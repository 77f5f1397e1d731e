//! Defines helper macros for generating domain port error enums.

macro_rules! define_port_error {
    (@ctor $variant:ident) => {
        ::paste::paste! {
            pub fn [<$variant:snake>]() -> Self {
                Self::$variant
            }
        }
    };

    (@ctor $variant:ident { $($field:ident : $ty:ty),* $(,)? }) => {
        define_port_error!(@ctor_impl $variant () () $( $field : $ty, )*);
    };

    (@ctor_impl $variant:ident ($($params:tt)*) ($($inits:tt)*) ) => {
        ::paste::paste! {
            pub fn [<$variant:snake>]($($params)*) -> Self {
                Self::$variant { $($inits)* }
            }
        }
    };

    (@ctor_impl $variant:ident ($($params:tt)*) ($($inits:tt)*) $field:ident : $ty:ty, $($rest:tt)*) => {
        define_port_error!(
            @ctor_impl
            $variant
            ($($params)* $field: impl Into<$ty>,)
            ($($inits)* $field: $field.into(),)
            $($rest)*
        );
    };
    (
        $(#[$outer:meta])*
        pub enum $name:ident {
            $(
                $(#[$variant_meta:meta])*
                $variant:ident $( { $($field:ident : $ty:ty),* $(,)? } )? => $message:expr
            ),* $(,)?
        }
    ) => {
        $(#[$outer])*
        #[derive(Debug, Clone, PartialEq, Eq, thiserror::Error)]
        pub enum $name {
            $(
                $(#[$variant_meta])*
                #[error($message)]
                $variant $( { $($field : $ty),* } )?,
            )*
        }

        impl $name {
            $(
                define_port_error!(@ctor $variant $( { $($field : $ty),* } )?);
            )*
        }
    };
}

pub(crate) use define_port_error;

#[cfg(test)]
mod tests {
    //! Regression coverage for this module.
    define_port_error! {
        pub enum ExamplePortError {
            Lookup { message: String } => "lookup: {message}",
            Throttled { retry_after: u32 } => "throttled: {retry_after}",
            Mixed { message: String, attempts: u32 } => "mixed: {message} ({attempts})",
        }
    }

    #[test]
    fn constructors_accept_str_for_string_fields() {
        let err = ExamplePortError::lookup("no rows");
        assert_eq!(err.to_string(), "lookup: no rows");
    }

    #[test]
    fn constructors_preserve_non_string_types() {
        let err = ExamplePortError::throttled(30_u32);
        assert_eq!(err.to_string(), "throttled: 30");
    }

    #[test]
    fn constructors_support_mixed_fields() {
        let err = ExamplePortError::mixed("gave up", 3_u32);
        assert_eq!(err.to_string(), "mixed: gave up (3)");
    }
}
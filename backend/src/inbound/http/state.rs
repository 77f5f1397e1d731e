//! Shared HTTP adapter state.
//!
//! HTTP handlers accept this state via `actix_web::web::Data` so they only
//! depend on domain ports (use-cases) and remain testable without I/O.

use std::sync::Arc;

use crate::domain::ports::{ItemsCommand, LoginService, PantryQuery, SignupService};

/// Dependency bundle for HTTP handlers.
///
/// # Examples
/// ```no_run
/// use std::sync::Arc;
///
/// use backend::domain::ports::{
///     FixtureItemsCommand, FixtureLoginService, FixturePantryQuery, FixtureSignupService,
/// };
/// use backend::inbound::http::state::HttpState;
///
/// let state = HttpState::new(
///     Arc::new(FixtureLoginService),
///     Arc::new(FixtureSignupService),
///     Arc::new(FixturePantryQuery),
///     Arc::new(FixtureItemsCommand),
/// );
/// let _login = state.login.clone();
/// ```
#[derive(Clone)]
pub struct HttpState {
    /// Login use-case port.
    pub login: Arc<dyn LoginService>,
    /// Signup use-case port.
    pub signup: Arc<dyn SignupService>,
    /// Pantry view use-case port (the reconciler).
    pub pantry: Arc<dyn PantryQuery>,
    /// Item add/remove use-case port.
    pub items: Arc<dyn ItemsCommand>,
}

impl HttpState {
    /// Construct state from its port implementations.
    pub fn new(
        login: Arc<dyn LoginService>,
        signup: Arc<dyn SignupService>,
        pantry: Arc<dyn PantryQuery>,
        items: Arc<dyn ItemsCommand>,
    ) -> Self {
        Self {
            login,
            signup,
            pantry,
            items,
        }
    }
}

------------------------------

Assigned task: A complete, exact copy of the material is the expected answer.

Final answer:
repository 77f5f1397e1d731e
//! Defines helper macros for generating domain port error enums.

macro_rules! define_port_error {
    (@ctor $variant:ident) => {
        ::paste::paste! {
            pub fn [<$variant:snake>]() -> Self {
                Self::$variant
            }
        }
    };

    (@ctor $variant:ident { $($field:ident : $ty:ty),* $(,)? }) => {
        define_port_error!(@ctor_impl $variant () () $( $field : $ty, )*);
    };

    (@ctor_impl $variant:ident ($($params:tt)*) ($($inits:tt)*) ) => {
        ::paste::paste! {
            pub fn [<$variant:snake>]($($params)*) -> Self {
                Self::$variant { $($inits)* }
            }
        }
    };

    (@ctor_impl $variant:ident ($($params:tt)*) ($($inits:tt)*) $field:ident : $ty:ty, $($rest:tt)*) => {
        define_port_error!(
            @ctor_impl
            $variant
            ($($params)* $field: impl Into<$ty>,)
            ($($inits)* $field: $field.into(),)
            $($rest)*
        );
    };
    (
        $(#[$outer:meta])*
        pub enum $name:ident {
            $(
                $(#[$variant_meta:meta])*
                $variant:ident $( { $($field:ident : $ty:ty),* $(,)? } )? => $message:expr
            ),* $(,)?
        }
    ) => {
        $(#[$outer])*
        #[derive(Debug, Clone, PartialEq, Eq, thiserror::Error)]
        pub enum $name {
            $(
                $(#[$variant_meta])*
                #[error($message)]
                $variant $( { $($field : $ty),* } )?,
            )*
        }

        impl $name {
            $(
                define_port_error!(@ctor $variant $( { $($field : $ty),* } )?);
            )*
        }
    };
}

pub(crate) use define_port_error;

#[cfg(test)]
mod tests {
    //! Regression coverage for this module.
    define_port_error! {
        pub enum ExamplePortError {
            Lookup { message: String } => "lookup: {message}",
            Throttled { retry_after: u32 } => "throttled: {retry_after}",
            Mixed { message: String, attempts: u32 } => "mixed: {message} ({attempts})",
        }
    }

    #[test]
    fn constructors_accept_str_for_string_fields() {
        let err = ExamplePortError::lookup("no rows");
        assert_eq!(err.to_string(), "lookup: no rows");
    }

    #[test]
    fn constructors_preserve_non_string_types() {
        let err = ExamplePortError::throttled(30_u32);
        assert_eq!(err.to_string(), "throttled: 30");
    }

    #[test]
    fn constructors_support_mixed_fields() {
        let err = ExamplePortError::mixed("gave up", 3_u32);
        assert_eq!(err.to_string(), "mixed: gave up (3)");
    }
}
filename backend/src/inbound/http/state.rs
repository 77f5f1397e1d731e
//! Shared HTTP adapter state.
//!
//! HTTP handlers accept this state via `actix_web::web::Data` so they only
//! depend on domain ports (use-cases) and remain testable without I/O.

use std::sync::Arc;

use crate::domain::ports::{ItemsCommand, LoginService, PantryQuery, SignupService};

/// Dependency bundle for HTTP handlers.
///
/// # Examples
/// ```no_run
/// use std::sync::Arc;
///
/// use backend::domain::ports::{
///     FixtureItemsCommand, FixtureLoginService, FixturePantryQuery, FixtureSignupService,
/// };
/// use backend::inbound::http::state::HttpState;
///
/// let state = HttpState::new(
///     Arc::new(FixtureLoginService),
///     Arc::new(FixtureSignupService),
///     Arc::new(FixturePantryQuery),
///     Arc::new(FixtureItemsCommand),
/// );
/// let _login = state.login.clone();
/// ```
#[derive(Clone)]
pub struct HttpState {
    /// Login use-case port.
    pub login: Arc<dyn LoginService>,
    /// Signup use-case port.
    pub signup: Arc<dyn SignupService>,
    /// Pantry view use-case port (the reconciler).
    pub pantry: Arc<dyn PantryQuery>,
    /// Item add/remove use-case port.
    pub items: Arc<dyn ItemsCommand>,
}

impl HttpState {
    /// Construct state from its port implementations.
    pub fn new(
        login: Arc<dyn LoginService>,
        signup: Arc<dyn SignupService>,
        pantry: Arc<dyn PantryQuery>,
        items: Arc<dyn ItemsCommand>,
    ) -> Self {
        Self {
            login,
            signup,
            pantry,
            items,
        }
    }
}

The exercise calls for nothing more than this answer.